Foobooz OG Art Etchells, now of the Pottstown-based distillery, will be at Brigantessa tomorrow, May 25th for their Thursday Artisan Hour. Etchells will pour tastes of some special batches of Manatawny spirits along with Italian-inspired cocktails featuring their gins and whiskey, paired with snacks from the kitchen.
They’re serving a cucumber chinotto rickey featuring gin, Cardamaro, lime, cucumber, and chinotto for fizz; an Old Fashioned featuring Manatawny’s golden-hued Barrel-Aged Gin; and a limoncello whiskey sour with house-made limoncello, lemon juice, and egg white. Think of this as your chance to get a sneak preview of Manatawny’s upcoming tasting room and bottle shop on East Passyunk.
And next week, on May 30th, Brigantessa will hold one of their Family Meals — dinners that take place one Tuesday each month and celebrate local food and drink industry heroes (while everyone’s invited, it’s a great time for industry folk to come in and use their standard 20% discount).

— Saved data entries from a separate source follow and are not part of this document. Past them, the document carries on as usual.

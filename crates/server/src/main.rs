//! Staffdesk Server - Employee-records REST API.
//!
//! This binary serves the employee API on port 5000.
//!
//! # Architecture
//!
//! - Axum web framework, JSON in/out
//! - `PostgreSQL` for employee records (see `crates/server/migrations/`)
//! - The browser SPA is an external client of this API (CORS enabled)
//!
//! # Operations
//!
//! Migrations are NOT run automatically on startup. Run them explicitly via:
//! `cargo run -p staffdesk-cli -- migrate`

#![cfg_attr(not(test), forbid(unsafe_code))]

use axum::extract::State;
use axum::http::{HeaderValue, Method, StatusCode, header};
use axum::{Router, routing::get};
use tower_http::cors::{Any, CorsLayer};
use tower_http::trace::TraceLayer;

use sentry::integrations::tracing as sentry_tracing;
use tracing_subscriber::{layer::SubscriberExt, util::SubscriberInitExt};

use staffdesk_server::config::ServerConfig;
use staffdesk_server::state::AppState;
use staffdesk_server::{db, routes};

/// Initialize Sentry error tracking and return guard that must be kept alive.
fn init_sentry(config: &ServerConfig) -> Option<sentry::ClientInitGuard> {
    let dsn = config.sentry_dsn.as_ref()?;

    let guard = sentry::init((
        dsn.as_str(),
        sentry::ClientOptions {
            release: sentry::release_name!(),
            environment: config
                .sentry_environment
                .clone()
                .map(std::borrow::Cow::Owned),
            sample_rate: config.sentry_sample_rate,
            attach_stacktrace: true,
            ..Default::default()
        },
    ));

    tracing::info!("Sentry initialized");
    Some(guard)
}

/// Filter tracing events to Sentry event types.
fn sentry_event_filter(metadata: &tracing::Metadata<'_>) -> sentry_tracing::EventFilter {
    match *metadata.level() {
        tracing::Level::ERROR | tracing::Level::WARN => sentry_tracing::EventFilter::Event,
        tracing::Level::INFO | tracing::Level::DEBUG => sentry_tracing::EventFilter::Breadcrumb,
        _ => sentry_tracing::EventFilter::Ignore,
    }
}

/// Build the CORS layer for the SPA client.
///
/// A configured origin is allowed exactly; with no configuration any origin
/// is allowed, which suits local development.
fn cors_layer(config: &ServerConfig) -> CorsLayer {
    let base = CorsLayer::new()
        .allow_methods([Method::GET, Method::POST, Method::PUT, Method::DELETE])
        .allow_headers([header::CONTENT_TYPE]);

    match config
        .cors_origin
        .as_deref()
        .map(str::parse::<HeaderValue>)
    {
        Some(Ok(origin)) => base.allow_origin(origin),
        Some(Err(e)) => {
            tracing::warn!("Invalid STAFFDESK_CORS_ORIGIN ({e}), allowing any origin");
            base.allow_origin(Any)
        }
        None => base.allow_origin(Any),
    }
}

#[tokio::main]
async fn main() {
    // Load configuration from environment (needed for Sentry init)
    let config = ServerConfig::from_env().expect("Failed to load configuration");

    // Initialize Sentry (must be done before tracing subscriber)
    let _sentry_guard = init_sentry(&config);

    // Initialize tracing with EnvFilter and Sentry integration
    // Defaults to info level for our crate if RUST_LOG is not set
    let env_filter = tracing_subscriber::EnvFilter::try_from_default_env()
        .unwrap_or_else(|_| "staffdesk_server=info,tower_http=debug".into());

    tracing_subscriber::registry()
        .with(env_filter)
        .with(tracing_subscriber::fmt::layer())
        .with(sentry_tracing::layer().event_filter(sentry_event_filter))
        .init();

    // Initialize database connection pool
    let pool = db::create_pool(&config.database_url)
        .await
        .expect("Failed to create database pool");
    tracing::info!("Database pool created");

    // Build application state
    let state = AppState::new(config.clone(), pool);

    // Build router
    let app = Router::new()
        .route("/health", get(health))
        .route("/health/ready", get(readiness))
        .merge(routes::routes())
        .layer(cors_layer(&config))
        .layer(TraceLayer::new_for_http())
        .with_state(state)
        // Sentry layers (outermost for full request coverage)
        .layer(sentry_tower::NewSentryLayer::new_from_top())
        .layer(sentry_tower::SentryHttpLayer::new().enable_transaction());

    // Start server
    let addr = config.socket_addr();
    tracing::info!("staffdesk server listening on {}", addr);

    let listener = tokio::net::TcpListener::bind(addr)
        .await
        .expect("Failed to bind to address");

    axum::serve(listener, app)
        .with_graceful_shutdown(shutdown_signal())
        .await
        .expect("Server error");
}

/// Liveness health check endpoint.
///
/// Returns "ok" if the server is running. Does not check dependencies.
async fn health() -> &'static str {
    "ok"
}

/// Readiness health check endpoint.
///
/// Verifies database connectivity before returning OK.
/// Returns 503 Service Unavailable if the database is not reachable.
async fn readiness(State(state): State<AppState>) -> StatusCode {
    match sqlx::query("SELECT 1").fetch_one(state.pool()).await {
        Ok(_) => StatusCode::OK,
        Err(_) => StatusCode::SERVICE_UNAVAILABLE,
    }
}

/// Wait for shutdown signal (Ctrl+C or SIGTERM).
async fn shutdown_signal() {
    let ctrl_c = async {
        tokio::signal::ctrl_c()
            .await
            .expect("Failed to install Ctrl+C handler");
    };

    #[cfg(unix)]
    let terminate = async {
        tokio::signal::unix::signal(tokio::signal::unix::SignalKind::terminate())
            .expect("Failed to install signal handler")
            .recv()
            .await;
    };

    #[cfg(not(unix))]
    let terminate = std::future::pending::<()>();

    tokio::select! {
        () = ctrl_c => {},
        () = terminate => {},
    }

    tracing::info!("Shutdown signal received, starting graceful shutdown");
}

This time, Spence — who previously mentored Brigantessa chef de cuisine Ned Maddock at Amis — will be in the kitchen. The event is Maddock and Brigantessa owner-chef Joe Cicala’s chance to host Spence after they recently guested at Amis’s Industry Night series.
Spence will take over a portion of Brigantessa’s menu starting at 9 p.m. with rustic, wood-fired fare: he’ll be cooking up whole-wheat bruschetta with fresh figs and salsa verde, clam and fermented chili pizza, and braised short rib fra diavolo.
But that’s not all: the pioneering craft brewers from Dock Street Brewery will take over three of their 16 taps with beers to serve alongside Spence’s dishes. They’re bringing Rye IPA, a Berliner weiss called Summer in Berlin, and an amber ale brewed with gold beets.